Generation by limited proteolysis of a catalytically active 39-kDa protein from the 115-kDa form of phosphatidylinositol-glycan-specific phospholipase D from bovine serum.

It has been suggested previously that small amounts of the mature 115-kDa form of phosphatidylinositol (PtdIns)-glycan-specific phospholipase D from bovine serum may exist as a 47-kDa form which can also be generated in vitro by treatment with proteases. In this study, we investigated the possible proteolytic processing by trypsin of partially purified PtdIns-glycan- specific phospholipase D from bovine serum and found that tryptic digestion caused an apparent activation of the enzyme when assayed in the presence of 0.1% (mass/vol.) Triton X-100. Trypsin cleaved the 115-kDa form of PtdIns-glycan-specific phospholipase D into three major polypeptides with molecular masses of 33, 39, and 47 kDa. Under non-denaturing conditions, the polypeptides remained tightly but noncovalently associated with each other.
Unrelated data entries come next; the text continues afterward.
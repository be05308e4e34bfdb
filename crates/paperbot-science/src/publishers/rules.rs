use super::{DoiLocator, PublisherRule};

/// Dispatch table, in priority order.
pub static RULES: &[PublisherRule] = &[
    PublisherRule {
        name: "ScienceDirect",
        matchers: &["www.sciencedirect.com"],
        abstract_selectors: &[
            ".u-margin-s-bottom#sp0010",
            ".u-margin-s-bottom#sp0040",
            ".u-margin-s-bottom#abspara0010",
            ".u-margin-s-bottom#sp0075",
            ".u-margin-s-bottom#sp0015",
            ".u-margin-s-bottom#sp0050",
        ],
        doi: DoiLocator::Href("a.anchor.doi.anchor-primary"),
        title_selector: None,
        requires_browser: false,
    },
    PublisherRule {
        name: "Frontiers",
        matchers: &["www.frontiersin.org"],
        abstract_selectors: &[".mb0", ".JournalAbstract__AcceptedArticle"],
        doi: DoiLocator::TextContaining("a, p, span, li", "doi"),
        title_selector: None,
        requires_browser: false,
    },
    PublisherRule {
        name: "Springer Nature",
        matchers: &["link.springer.com", "www.nature.com", "bmcpsychiatry.biomedcentral.com"],
        abstract_selectors: &["#Abs1-content"],
        doi: DoiLocator::TextContaining(".c-bibliographic-information__value", "doi"),
        title_selector: None,
        requires_browser: false,
    },
    PublisherRule {
        name: "Taylor & Francis",
        matchers: &["www.tandfonline.com"],
        abstract_selectors: &["p.last"],
        doi: DoiLocator::Text("li.dx-doi"),
        title_selector: None,
        requires_browser: false,
    },
    PublisherRule {
        name: "SAGE",
        matchers: &["journals.sagepub.com"],
        abstract_selectors: &["div[role=\"paragraph\"]"],
        doi: DoiLocator::Href("a[property=\"sameAs\"]"),
        title_selector: None,
        requires_browser: false,
    },
    PublisherRule {
        name: "Hogrefe",
        matchers: &["econtent.hogrefe.com"],
        abstract_selectors: &["div.abstractSection.abstractInFull"],
        doi: DoiLocator::Href("a.epub-section__doi__text"),
        title_selector: None,
        requires_browser: false,
    },
    PublisherRule {
        name: "Wiley",
        matchers: &["onlinelibrary.wiley.com", "el.wiley.com"],
        abstract_selectors: &["div.article-section__content.en.main"],
        doi: DoiLocator::Href("a.epub-doi"),
        title_selector: None,
        requires_browser: false,
    },
    PublisherRule {
        name: "Liebert",
        matchers: &["www.liebertpub.com"],
        abstract_selectors: &["section#abstract"],
        doi: DoiLocator::Href("a[property=\"sameAs\"]"),
        title_selector: None,
        requires_browser: false,
    },
    PublisherRule {
        name: "APA PsycNet",
        matchers: &["psycnet.apa.org"],
        abstract_selectors: &["abstract p", "div.col-md-12.p-0"],
        doi: DoiLocator::LastDoiLink,
        title_selector: None,
        requires_browser: true,
    },
    PublisherRule {
        name: "MDPI",
        matchers: &["www.mdpi.com"],
        abstract_selectors: &["div.html-p"],
        doi: DoiLocator::FirstDoiLink,
        title_selector: None,
        requires_browser: false,
    },
    PublisherRule {
        name: "Oxford Academic",
        matchers: &["academic.oup.com"],
        abstract_selectors: &["p.chapter-para"],
        doi: DoiLocator::FirstDoiLink,
        title_selector: None,
        requires_browser: false,
    },
    PublisherRule {
        name: "J Neurosci",
        matchers: &["www.jneurosci.org"],
        abstract_selectors: &["p#p-5"],
        doi: DoiLocator::Text("span.highwire-cite-metadata-doi.highwire-cite-metadata"),
        title_selector: None,
        requires_browser: false,
    },
    PublisherRule {
        name: "MIT Press",
        matchers: &["direct.mit.edu"],
        abstract_selectors: &["section.abstract"],
        doi: DoiLocator::FirstDoiLink,
        title_selector: None,
        requires_browser: false,
    },
    PublisherRule {
        name: "PNAS",
        matchers: &["www.pnas.org"],
        abstract_selectors: &["div#abstracts"],
        doi: DoiLocator::Href("a[property=\"sameAs\"]"),
        title_selector: None,
        requires_browser: false,
    },
    PublisherRule {
        name: "PubMed Central",
        matchers: &["pmc.ncbi.nlm.nih.gov"],
        abstract_selectors: &["section.abstract#abstract1"],
        doi: DoiLocator::Href("a.usa-link.usa-link--external"),
        title_selector: None,
        requires_browser: false,
    },
    PublisherRule {
        name: "Stork",
        matchers: &["www.storkapp.me"],
        abstract_selectors: &["p#abstractHolder"],
        doi: DoiLocator::FirstDoiLink,
        title_selector: Some("h1.h3"),
        requires_browser: false,
    },
];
However, in the presence of 6 M urea, the polypeptides could be separated by anion-exchange chromatography. After renaturation, PtdIns-glycan-specific phospholipase D activity was found to be associated with a 39-kDa fragment. Based on its size and its amino acid sequence, the active-site-containing fragment consisted of approximately 275 residues of the N-terminal region of PtdIns-glycan-specific phospholipase D. The active 39-kDa fragment hydrolyzed the PtdIns-glycan-anchors of solubilized acetylcholinesterase from bovine erythrocytes and variant surface glycoprotein from blood stream trypanosomes. However, this fragment was inactive on membrane-associated acetylcholinesterase and PtdIns.